▸ **Required work**
Once you reach the line containing "let layer_name = content_layer_name(&blob.digest);" in the entries below, write out that line and each one after it down to the line containing "if let Some(image_config)", exactly and with nothing added.

▸ **Given records**

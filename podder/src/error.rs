//! Error types for podder's layer store and launch pipeline.

/// Alias for `Result<T, podder::Error>`.
pub type Result<T> = std::result::Result<T, Error>;

/// Errors surfaced by the layer store, mount planner, namespace launcher,
/// and lifecycle tracker.
#[derive(Debug, thiserror::Error)]
#[non_exhaustive]
pub enum Error {
    /// No layer with this name exists in the store.
    #[error("layer not found: {0}")]
    NotFound(String),

    /// A layer with this name already exists.
    #[error("layer already exists: {0}")]
    Exists(String),

    /// Following `parent` links revisited a layer already on the path.
    #[error("cycle in parent chain at: {0}")]
    Cycle(String),

    /// A layer's `parent` points at a name that doesn't resolve.
    #[error("broken parent link: {0} -> {1}")]
    BrokenParent(String, String),

    /// `rm` was attempted on a layer with a live `init.pid`.
    #[error("layer in use (running): {0}")]
    InUse(String),

    /// `rm` was attempted on a layer that another layer names as parent.
    #[error("layer has children: {0}")]
    HasChildren(String),

    /// `start` was attempted on a layer that is already running.
    #[error("already running: {0}")]
    AlreadyRunning(String),

    /// Mounting the overlay or an auxiliary filesystem failed.
    #[error("mount failed: {0}")]
    MountFailed(String),

    /// Namespace creation, UID/GID mapping, or pivot failed.
    #[error("namespace setup failed: {0}")]
    NamespaceSetupFailed(String),

    /// The init process failed to `execve`.
    #[error("exec failed: {0}")]
    ExecFailed(String),

    /// The caller lacks the privilege a step required.
    #[error("permission denied: {0}")]
    Permission(String),

    /// `config.ini` contains a value that can't be interpreted.
    #[error("invalid configuration: {0}")]
    ConfigInvalid(String),

    /// A layer blob's media type isn't one of the (gzip/zstd/plain) tar
    /// encodings this importer knows how to decode.
    #[error("unsupported layer media type: {0}")]
    UnsupportedMediaType(String),

    /// An OCI pull/import error, propagated from `podder-oci` or the
    /// extraction stage.
    #[error(transparent)]
    Oci(#[from] podder_oci::Error),

    /// Underlying I/O error.
    #[error(transparent)]
    Io(#[from] std::io::Error),

    /// `nix` syscall error (namespaces, mounts, signals).
    #[cfg(unix)]
    #[error(transparent)]
    Nix(#[from] nix::Error),
}
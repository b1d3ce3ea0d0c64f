//! End-to-end layer-store scenarios that don't need namespace/mount
//! privilege: chain resolution, config inheritance, and the mount plan a
//! `start` would build from them, exercised against a real on-disk store
//! rather than the pure-function unit tests colocated with each module.

use podder::config::Config;
use podder::mount::MountPlan;
use podder::{Error, LayerStore};

fn open_store() -> (tempfile::TempDir, LayerStore) {
    let dir = tempfile::tempdir().expect("tempdir");
    let store = LayerStore::open(dir.path()).expect("open store");
    (dir, store)
}

/// Mirrors spec §8 scenario 3: `create persistent --parent ubuntu` with
/// `ephemeral=false`, stacking a second layer on a base and resolving the
/// effective configuration and mount plan together.
#[test]
fn persistent_layer_stacks_on_base_with_merged_config() {
    let (_dir, store) = open_store();

    let mut base_cfg = Config::empty();
    base_cfg.set("storage", "ephemeral", "true");
    base_cfg.set("container", "command", "/bin/sh");
    store.create("ubuntu", None, Some(&base_cfg)).unwrap();

    let mut leaf_cfg = Config::empty();
    leaf_cfg.set("storage", "ephemeral", "false");
    store.create("persistent", Some("ubuntu"), Some(&leaf_cfg)).unwrap();

    let effective = store.effective_config("persistent").unwrap();
    assert_eq!(effective.get("storage", "ephemeral"), Some("false"));
    assert_eq!(effective.get("container", "command"), Some("/bin/sh"));

    let chain = store.chain("persistent").unwrap();
    let storage = effective.storage().unwrap();
    assert!(!storage.ephemeral);

    let plan = MountPlan::build(&chain, &storage).unwrap();
    assert_eq!(plan.upperdir, chain[0].root_dir());
    assert!(plan.ephemeral_tmpfs.is_none());
}

/// Mirrors spec §8 scenario 4: removing a layer another layer names as
/// parent is refused, regardless of how deep the chain gets.
#[test]
fn rm_refuses_while_a_descendant_exists_anywhere_in_the_chain() {
    let (_dir, store) = open_store();
    store.create("ubuntu", None, None).unwrap();
    store.create("persistent", Some("ubuntu"), None).unwrap();

    let err = store.remove("ubuntu").unwrap_err();
    assert!(matches!(err, Error::HasChildren(_)));
    // Refused, not partially applied: the layer and its child both survive.
    assert!(store.resolve("ubuntu").is_ok());
    assert!(store.resolve("persistent").is_ok());
}

/// A three-layer image-like chain (base, intermediate, top-named-after-tag)
/// round-trips through `chain` exactly as `pull` would have built it, and
/// its mount plan orders lowers deepest-first with the top layer's own
/// `root/` last.
#[test]
fn three_layer_image_chain_orders_lowers_and_exposes_parent_round_trip() {
    let (_dir, store) = open_store();
    store.create("sha256-aaaa", None, None).unwrap();
    store.create("sha256-bbbb", Some("sha256-aaaa"), None).unwrap();
    store.create("ubuntu", Some("sha256-bbbb"), None).unwrap();

    let chain = store.chain("ubuntu").unwrap();
    let names: Vec<_> = chain.iter().map(podder::Layer::name).collect();
    assert_eq!(names, vec!["ubuntu", "sha256-bbbb", "sha256-aaaa"]);

    let storage = podder::config::StorageConfig { ephemeral: true };
    let plan = MountPlan::build(&chain, &storage).unwrap();
    assert_eq!(
        plan.lowerdirs,
        vec![
            chain[2].root_dir(),
            chain[1].root_dir(),
            chain[0].root_dir(),
        ]
    );
}

/// Re-running `create` for a digest-derived layer name that already exists
/// is the idempotency guarantee `import::pull` relies on (spec §4.3, final
/// paragraph) — exercised here at the store level.
#[test]
fn creating_an_existing_layer_name_fails_exists_not_silently_succeeds() {
    let (_dir, store) = open_store();
    store.create("sha256-aaaa", None, None).unwrap();
    let err = store.create("sha256-aaaa", None, None).unwrap_err();
    assert!(matches!(err, Error::Exists(_)));
}
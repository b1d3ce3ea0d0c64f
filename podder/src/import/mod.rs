//! The image importer (C3): turns a fetched OCI image into a layer chain
//! using the layer store (spec §4.3).
//!
//! Each layer blob is extracted inside a short-lived user namespace mapping
//! the caller's own id plus its full subordinate uid/gid range (the same
//! mapping `launch` builds for a container's own namespace), so entries
//! owned by non-zero uids can be `chown`ed to something other than id 0
//! and whiteout entries can be written as real `0/0` character devices,
//! all without the extracting process needing any host privilege.

mod tarext;

use std::path::Path;

use crate::error::{Error, Result};
use crate::store::{Layer, LayerStore};

pub use tarext::extract_layer;

/// Derives the content-addressed store name for one image layer blob
/// (`sha256-<hex>`, filesystem-safe per the layer data model), so pulling
/// the same base image twice reuses the already-extracted layer instead of
/// re-extracting it (spec §4.3, re-pull idempotency).
fn content_layer_name(digest: &str) -> String {
    digest.replacen(':', "-", 1)
}

/// Imports `reference` into the store under `name`, extracting any layer
/// blob not already present and chaining them bottom-up (base layer
/// first, most recently pulled layer becomes `name`'s parent).
///
/// The resulting `name` layer carries an `[image]` section recording the
/// pulled reference and resolved manifest digest, purely as provenance for
/// `list`/`status` — it plays no part in effective-configuration merging
/// beyond being an ordinary inherited section.
pub async fn pull(
    store: &LayerStore,
    client: &podder_oci::Client,
    reference: &str,
    name: &str,
) -> Result<Layer> {
    let image = client.fetch(reference).await?;

    let mut parent: Option<String> = None;
    for blob in &image.layers {
        let layer_name = content_layer_name(&blob.digest);
        if store.resolve(&layer_name).is_err() {
            let layer = store.create(&layer_name, parent.as_deref(), None)?;
            extract_blob(&blob.data, &blob.media_type, &layer.root_dir())?;
            tracing::info!(layer = %layer_name, digest = %blob.digest, "extracted image layer");
        }
        parent = Some(layer_name);
    }

    if store.resolve(name).is_err() {
        let mut meta = crate::config::Config::empty();
        meta.set("image", "reference", reference);
        if let Some(digest) = &image.manifest_digest {
            meta.set("image", "digest", digest.as_str());
        }
        if let Some(image_config) = image.image_config() {
            meta.set_container_defaults(
                &image_config.command(),
                image_config.env.as_deref().unwrap_or_default(),
                image_config.working_dir.as_deref(),
            );
        }
        store.create(name, parent.as_deref(), Some(&meta))?;
    }
    tracing::info!(name, reference, "pulled image");
    store.resolve(name)
}

/// Extracts `data` inside a short-lived user namespace mapping the same
/// subordinate uid/gid ranges the namespace launcher uses (spec §4.5), not
/// just the caller's own single id: a layer tar commonly contains entries
/// owned by non-zero uids, and without the subordinate range mapped in,
/// `chown`s for anything but uid/gid 0 fail inside the namespace.
///
/// The extraction happens in a forked child; the parent writes the child's
/// `uid_map`/`gid_map` (an unprivileged process can only self-map a single
/// id, but can write an arbitrary multi-range map for a *child's* namespace
/// — the same constraint `launch::write_id_maps` works around), so the two
/// synchronize over a pipe before the child proceeds.
#[cfg(unix)]
fn extract_blob(data: &[u8], media_type: &str, dest: &Path) -> Result<()> {
    use nix::sched::{CloneFlags, unshare};
    use nix::sys::wait::waitpid;
    use nix::unistd::{ForkResult, fork, getgid, getuid, pipe, read, write};

    let (ready_r, ready_w) = pipe().map_err(|e| Error::NamespaceSetupFailed(e.to_string()))?;
    let (go_r, go_w) = pipe().map_err(|e| Error::NamespaceSetupFailed(e.to_string()))?;
    let (status_r, status_w) =
        pipe().map_err(|e| Error::NamespaceSetupFailed(e.to_string()))?;
    let owner_uid = getuid().as_raw();
    let owner_gid = getgid().as_raw();

    // Safety: the forked child only runs the closure below before exiting;
    // it never returns into the caller's stack.
    match unsafe { fork() }.map_err(|e| Error::NamespaceSetupFailed(e.to_string()))? {
        ForkResult::Parent { child } => {
            drop(ready_w);
            drop(go_r);
            drop(status_w);

            let mut ready = [0u8; 1];
            let _ = read(&ready_r, &mut ready);

            let map_result = crate::launch::write_id_maps(child, owner_uid, owner_gid);
            let _ = write(&go_w, &[u8::from(map_result.is_ok())]);
            drop(go_w);

            let mut buf = [0u8; 1];
            let _ = read(&status_r, &mut buf);
            let _ = waitpid(child, None);
            map_result?;
            if buf.first() == Some(&1) {
                Ok(())
            } else {
                Err(Error::NamespaceSetupFailed(format!(
                    "layer extraction into {} failed",
                    dest.display()
                )))
            }
        }
        ForkResult::Child => {
            drop(ready_r);
            drop(go_w);
            drop(status_r);

            let result = (|| -> Result<()> {
                unshare(CloneFlags::CLONE_NEWUSER)
                    .map_err(|e| Error::NamespaceSetupFailed(e.to_string()))?;
                write(&ready_w, &[1]).map_err(|e| Error::NamespaceSetupFailed(e.to_string()))?;

                let mut go = [0u8; 1];
                read(&go_r, &mut go).map_err(|e| Error::NamespaceSetupFailed(e.to_string()))?;
                if go.first() != Some(&1) {
                    return Err(Error::NamespaceSetupFailed(
                        "parent failed to write id maps".to_owned(),
                    ));
                }

                tarext::extract_layer(data, media_type, dest)
            })();
            let _ = write(&status_w, &[u8::from(result.is_ok())]);
            std::process::exit(0);
        }
    }
}

#[cfg(test)]
mod tests {
    use super::*;

    #[test]
    fn content_layer_name_is_stable_for_a_given_digest() {
        let a = content_layer_name("sha256:abcdef0123456789abcdef0123456789");
        let b = content_layer_name("sha256:abcdef0123456789abcdef0123456789");
        assert_eq!(a, b);
        assert_eq!(a, "sha256-abcdef0123456789abcdef0123456789");
    }

    #[test]
    fn content_layer_name_differs_across_digests() {
        let a = content_layer_name("sha256:aaaaaaaaaaaaaaaaaaaaaaaaaaaaaaaa");
        let b = content_layer_name("sha256:bbbbbbbbbbbbbbbbbbbbbbbbbbbbbbbb");
        assert_ne!(a, b);
    }
}
//! The namespace launcher (C5): the fork/unshare/idmap/mount/exec state
//! machine described in spec §4.5.
//!
//! Grounded on the `vibesrc-coop` sandbox namespace module's fork-plus-pipe
//! synchronization, adapted from a single fork into the double-fork needed
//! to make the container's init process PID 1 of its own pid namespace.
//! Three pipes carry the handshake: the outer child requests id mapping,
//! the launcher acks once `/proc/<pid>/{uid,gid}_map` are written, and the
//! outer child relays the inner child's host-visible pid back up.

mod idmap;
mod pre_exec;

pub use idmap::{IdRange, build_map, read_subid_ranges};

use std::ffi::CString;
use std::os::fd::OwnedFd;
use std::path::Path;

use nix::sched::{CloneFlags, unshare};
use nix::sys::wait::waitpid;
use nix::unistd::{ForkResult, Pid, User, chdir, execvp, fork, getgid, getuid, pipe, read, write};

use crate::config::{ContainerConfig, NamespacesConfig};
use crate::error::{Error, Result};
use crate::mount::{self, MountPlan};
use crate::store::LayerStore;

/// The outcome of a successful `start`: the container init's pid as seen
/// from the caller's (host) pid namespace — this is what gets persisted to
/// `init.pid` by the lifecycle tracker.
#[derive(Debug, Clone, Copy)]
pub struct LaunchOutcome {
    /// Host-visible pid of the container's PID 1.
    pub host_pid: u32,
}

fn nsfail(e: impl std::fmt::Display) -> Error {
    Error::NamespaceSetupFailed(e.to_string())
}

/// Runs the launch state machine for `name` and records the resulting pid
/// in `store`. Fails with [`Error::AlreadyRunning`] if the layer has a live
/// `init.pid` already.
pub fn start(store: &LayerStore, name: &str) -> Result<LaunchOutcome> {
    if store.is_running(name)?.is_some() {
        return Err(Error::AlreadyRunning(name.to_owned()));
    }

    let chain = store.chain(name)?;
    let config = store.effective_config(name)?;
    let container = config.container()?;
    let namespaces = config.namespaces()?;
    let storage = config.storage()?;
    let plan = MountPlan::build(&chain, &storage)?;

    let outcome = launch(&plan, &container, &namespaces)?;
    store.set_running(name, outcome.host_pid)?;
    tracing::info!(layer = name, pid = outcome.host_pid, "started");
    Ok(outcome)
}

fn launch(
    plan: &MountPlan,
    container: &ContainerConfig,
    namespaces: &NamespacesConfig,
) -> Result<LaunchOutcome> {
    let (idmap_req_r, idmap_req_w) = pipe().map_err(nsfail)?;
    let (idmap_ack_r, idmap_ack_w) = pipe().map_err(nsfail)?;
    let (pid_r, pid_w) = pipe().map_err(nsfail)?;

    let owner_uid = getuid();
    let owner_gid = getgid();

    // Safety: until the outer child either exec's or exits, it calls only
    // async-signal-safe functions (nix syscall wrappers and plain
    // std::fs/std::env calls that don't allocate across a shared lock).
    match unsafe { fork() }.map_err(nsfail)? {
        ForkResult::Parent { child } => {
            drop(idmap_req_w);
            drop(idmap_ack_r);
            drop(pid_w);

            let mut ready = [0u8; 1];
            read(&idmap_req_r, &mut ready).map_err(nsfail)?;

            write_id_maps(child, owner_uid.as_raw(), owner_gid.as_raw())?;

            write(&idmap_ack_w, &[1]).map_err(nsfail)?;
            drop(idmap_ack_w);

            let mut pid_buf = [0u8; 4];
            read(&pid_r, &mut pid_buf).map_err(nsfail)?;
            let host_pid = u32::from_ne_bytes(pid_buf);
            if host_pid == 0 {
                return Err(Error::NamespaceSetupFailed(
                    "container launch failed before init pid was assigned".to_owned(),
                ));
            }
            Ok(LaunchOutcome { host_pid })
        }
        ForkResult::Child => {
            drop(idmap_req_r);
            drop(idmap_ack_w);
            drop(pid_r);
            outer_child(plan, container, namespaces, idmap_req_w, idmap_ack_r, pid_w)
        }
    }
}

/// Writes `/proc/<pid>/{setgroups,uid_map,gid_map}` for the outer child,
/// concatenating every subordinate range owned by the caller. Shared with
/// [`crate::import`]'s extraction namespace, which needs the same
/// subordinate-range mapping to preserve non-root tar entry ownership.
pub(crate) fn write_id_maps(child: Pid, owner_uid: u32, owner_gid: u32) -> Result<()> {
    let name = User::from_uid(nix::unistd::Uid::from_raw(owner_uid))
        .map_err(nsfail)?
        .map(|u| u.name)
        .unwrap_or_default();

    let uid_ranges = read_subid_ranges(Path::new("/etc/subuid"), &name, owner_uid)?;
    let gid_ranges = read_subid_ranges(Path::new("/etc/subgid"), &name, owner_uid)?;

    std::fs::write(format!("/proc/{}/setgroups", child.as_raw()), b"deny")?;
    std::fs::write(
        format!("/proc/{}/uid_map", child.as_raw()),
        build_map(owner_uid, &uid_ranges),
    )?;
    std::fs::write(
        format!("/proc/{}/gid_map", child.as_raw()),
        build_map(owner_gid, &gid_ranges),
    )?;
    Ok(())
}

/// The outer child: owns the new user/mount/uts/ipc/pid(/net) namespaces,
/// performs the mount plan and `pivot_root`, then forks the real init
/// process and waits for it. Never returns — every path ends the process.
fn outer_child(
    plan: &MountPlan,
    container: &ContainerConfig,
    namespaces: &NamespacesConfig,
    req_w: OwnedFd,
    ack_r: OwnedFd,
    pid_w: OwnedFd,
) -> ! {
    match outer_child_inner(plan, container, namespaces, &req_w, &ack_r, &pid_w) {
        Ok(()) => std::process::exit(0),
        Err(e) => {
            tracing::error!(error = %e, "container launch failed");
            let _ = write(&pid_w, &0u32.to_ne_bytes());
            std::process::exit(1);
        }
    }
}

fn outer_child_inner(
    plan: &MountPlan,
    container: &ContainerConfig,
    namespaces: &NamespacesConfig,
    req_w: &OwnedFd,
    ack_r: &OwnedFd,
    pid_w: &OwnedFd,
) -> Result<()> {
    let mut flags = CloneFlags::CLONE_NEWUSER
        | CloneFlags::CLONE_NEWNS
        | CloneFlags::CLONE_NEWUTS
        | CloneFlags::CLONE_NEWIPC
        | CloneFlags::CLONE_NEWPID;
    if !namespaces.net_host {
        flags |= CloneFlags::CLONE_NEWNET;
    }
    unshare(flags).map_err(nsfail)?;

    write(req_w, &[1]).map_err(nsfail)?;
    let mut ack = [0u8; 1];
    read(ack_r, &mut ack).map_err(nsfail)?;

    // Keep this process tied to the launcher: if the launcher dies before
    // the init process exists, this intermediate process (and the pid
    // namespace it owns) should not linger.
    unsafe {
        libc::prctl(libc::PR_SET_PDEATHSIG, libc::SIGKILL, 0, 0, 0);
    }

    mount::make_private()?;
    mount::mount_overlay(plan)?;
    mount::pivot_root(&plan.merged)?;
    mount::mount_aux(plan.ephemeral_tmpfs.as_deref())?;
    mount::unmount_old_root()?;

    if let Some(hostname) = &container.hostname {
        nix::unistd::sethostname(hostname).map_err(nsfail)?;
    }

    // Safety: forking here is sound for the same reason as the outer fork
    // above — the child immediately either execs or exits.
    match unsafe { fork() }.map_err(nsfail)? {
        ForkResult::Parent { child } => {
            write(pid_w, &(child.as_raw() as u32).to_ne_bytes()).map_err(nsfail)?;
            let _ = waitpid(child, None);
            Ok(())
        }
        ForkResult::Child => init_process(container),
    }
}

/// The container's PID 1. Drops capabilities, closes inherited descriptors,
/// applies environment/workdir/user, then `execve`s the configured command.
/// Never returns on success (the process image is replaced); on any setup
/// failure it exits with 127, matching the shell convention for "command
/// could not be invoked".
fn init_process(container: &ContainerConfig) -> ! {
    pre_exec::close_inherited_fds(pre_exec::MAX_PROBE_FD);
    pre_exec::drop_all_capabilities();

    if let Some(dir) = &container.workdir {
        if chdir(dir.as_str()).is_err() {
            std::process::exit(127);
        }
    }

    if let Some((uid, gid)) = container.user {
        let gid = nix::unistd::Gid::from_raw(gid.unwrap_or(uid));
        let uid = nix::unistd::Uid::from_raw(uid);
        if nix::unistd::setresgid(gid, gid, gid).is_err()
            || nix::unistd::setresuid(uid, uid, uid).is_err()
        {
            std::process::exit(127);
        }
    }

    for entry in &container.env {
        if let Some((k, v)) = entry.split_once('=') {
            // Safety: single-threaded child process, before execve.
            unsafe { std::env::set_var(k, v) };
        }
    }

    let Ok(argv): std::result::Result<Vec<CString>, _> = container
        .command
        .iter()
        .map(|s| CString::new(s.as_str()))
        .collect()
    else {
        std::process::exit(127);
    };
    let Some(prog) = argv.first() else {
        std::process::exit(127);
    };

    let _ = execvp(prog, &argv);
    std::process::exit(127);
}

▸ **Task response**
        let layer_name = content_layer_name(&blob.digest);
        if store.resolve(&layer_name).is_err() {
            let layer = store.create(&layer_name, parent.as_deref(), None)?;
            extract_blob(&blob.data, &blob.media_type, &layer.root_dir())?;
            tracing::info!(layer = %layer_name, digest = %blob.digest, "extracted image layer");
        }
        parent = Some(layer_name);
    }

    if store.resolve(name).is_err() {
        let mut meta = crate::config::Config::empty();
        meta.set("image", "reference", reference);
        if let Some(digest) = &image.manifest_digest {
            meta.set("image", "digest", digest.as_str());
        }
        if let Some(image_config) = image.image_config() {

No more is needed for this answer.